Clinical trial results showed that molnupiravir reduced hospitalizations and deaths significantly in people recently infected with SARS-CoV-2. Both phase 2 and 3 trials — one of them led by Fischer at the UNC Medical Center — revealed that patients who took the drug at their first sign of COVID-19 symptoms had a quicker reduction in virus levels than those in a placebo group. After five days, tests were unable to detect infectious virus in volunteers who took 800mg of molnupiravir twice a day. The percentage of patients with adverse effects was similar in each group, whether patients received the drug or the placebo.
“The reduction in infectious virus in the nose of individuals who received molnupiravir has important implications for both preventing the progression to severe disease and potentially transmission,” Fischer says. “This is a key complement to our current vaccines and monoclonal antibody treatments because it allows us to treat people as early as possible, which is critical to stopping the virus.”
Fischer says it’s important to note that 14% of people in the placebo arm of the study were hospitalized and/or died.

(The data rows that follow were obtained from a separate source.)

//! Error types for the stagepipe engine.
//!
//! Per-item failures never surface here as pipeline failures: stages absorb
//! [`ServiceError`]s locally and the item simply goes missing from the output.
//! [`PipelineError`] is reserved for configuration and task-join problems.

use serde::{Deserialize, Serialize};
use std::collections::HashMap;
use thiserror::Error;

/// The main error type for stagepipe operations.
#[derive(Debug, Error)]
pub enum PipelineError {
    /// Invalid configuration.
    #[error("{0}")]
    Config(#[from] ConfigError),

    /// A stage task could not be joined.
    #[error("Stage task join error for '{stage}': {message}")]
    Join {
        /// The stage whose task failed to join.
        stage: String,
        /// The join error message.
        message: String,
    },

    /// Serialization/deserialization error.
    #[error("Serialization error: {0}")]
    Serialization(String),

    /// IO error.
    #[error("IO error: {0}")]
    Io(#[from] std::io::Error),
}

impl From<serde_json::Error> for PipelineError {
    fn from(err: serde_json::Error) -> Self {
        Self::Serialization(err.to_string())
    }
}

/// Error raised when a configuration value is out of range.
#[derive(Debug, Clone, PartialEq, Eq, Error, Serialize, Deserialize)]
#[error("Invalid '{field}': {message}")]
pub struct ConfigError {
    /// The offending field.
    pub field: String,
    /// What is wrong with it.
    pub message: String,
    /// Hint for fixing the error.
    pub fix_hint: Option<String>,
}

impl ConfigError {
    /// Creates a new configuration error.
    #[must_use]
    pub fn new(field: impl Into<String>, message: impl Into<String>) -> Self {
        Self {
            field: field.into(),
            message: message.into(),
            fix_hint: None,
        }
    }

    /// Sets the fix hint.
    #[must_use]
    pub fn with_fix_hint(mut self, hint: impl Into<String>) -> Self {
        self.fix_hint = Some(hint.into());
        self
    }

    /// Error for a value that must be at least one.
    #[must_use]
    pub fn must_be_positive(field: impl Into<String>) -> Self {
        Self::new(field, "must be at least 1").with_fix_hint("Use a value of 1 or greater.")
    }

    /// Converts to a dictionary representation.
    #[must_use]
    pub fn to_dict(&self) -> HashMap<String, serde_json::Value> {
        let mut map = HashMap::new();
        map.insert("field".to_string(), serde_json::json!(self.field));
        map.insert("message".to_string(), serde_json::json!(self.message));
        if let Some(ref hint) = self.fix_hint {
            map.insert("fix_hint".to_string(), serde_json::json!(hint));
        }
        map
    }
}

/// Failure reported by an external collaborator (lookup, batch fetch, check).
#[derive(Debug, Clone, PartialEq, Eq, Error)]
pub enum ServiceError {
    /// The requested entity does not exist.
    #[error("Not found: {key}")]
    NotFound {
        /// The key that was looked up.
        key: String,
    },

    /// The input was rejected before doing any work.
    #[error("Invalid input '{input}': {reason}")]
    InvalidInput {
        /// The rejected input.
        input: String,
        /// Why it was rejected.
        reason: String,
    },

    /// A batched call received more items than the collaborator accepts.
    #[error("Batch too large: {size} items (max {max})")]
    BatchTooLarge {
        /// Size of the rejected batch.
        size: usize,
        /// Maximum accepted size.
        max: usize,
    },

    /// The collaborator's concurrent request limit was exceeded.
    #[error("Too many requests (limit {limit})")]
    TooManyRequests {
        /// The concurrent request limit.
        limit: usize,
    },

    /// The collaborator is unavailable.
    #[error("Service unavailable: {reason}")]
    Unavailable {
        /// The reason.
        reason: String,
    },
}

impl ServiceError {
    /// Creates a not found error.
    #[must_use]
    pub fn not_found(key: impl Into<String>) -> Self {
        Self::NotFound { key: key.into() }
    }

    /// Creates an invalid input error.
    #[must_use]
    pub fn invalid_input(input: impl Into<String>, reason: impl Into<String>) -> Self {
        Self::InvalidInput {
            input: input.into(),
            reason: reason.into(),
        }
    }

    /// Creates an unavailable error.
    #[must_use]
    pub fn unavailable(reason: impl Into<String>) -> Self {
        Self::Unavailable {
            reason: reason.into(),
        }
    }

    /// Short machine-readable kind, used as a structured log field.
    #[must_use]
    pub const fn kind(&self) -> &'static str {
        match self {
            Self::NotFound { .. } => "not_found",
            Self::InvalidInput { .. } => "invalid_input",
            Self::BatchTooLarge { .. } => "batch_too_large",
            Self::TooManyRequests { .. } => "too_many_requests",
            Self::Unavailable { .. } => "unavailable",
        }
    }
}

/// Returned by [`crate::stream::Outbox::send`] when the consumer is gone.
#[derive(Debug, Clone, Copy, PartialEq, Eq, Error)]
#[error("Downstream stream is closed")]
pub struct StreamClosed;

New hope for COVID-19 treatments
Pfizer’s paxlovid treatment blocks the production of a viral enzyme that the coronavirus needs to multiply. It’s the same method used in HIV and hepatitis C drugs.
Pfizer released data in early November 2021 showing that the drug reduced hospitalization and risk of death by 89%. About 7% of patients in the placebo arm were hospitalized and/or died. The company says the occurrence of side effects was similar between patients who received the drug and those who received the placebo.
The Ridgeback/Merck and Pfizer pills followed different clinical trial parameters, so comparing data results is not easy. Also, real-world efficacy often does not perfectly mirror clinical trial results. Still, each pill shows more promise based on gold standard randomized double-blind clinical trials for antiviral effects than any treatment to date, aside from monoclonal antibodies.
“What’s really exciting is that we now have potentially two oral therapies that work differently to fight against this virus,” Fischer says. “This will be important if case resistance develops to one of them or if these medications are allowed for different patient populations.”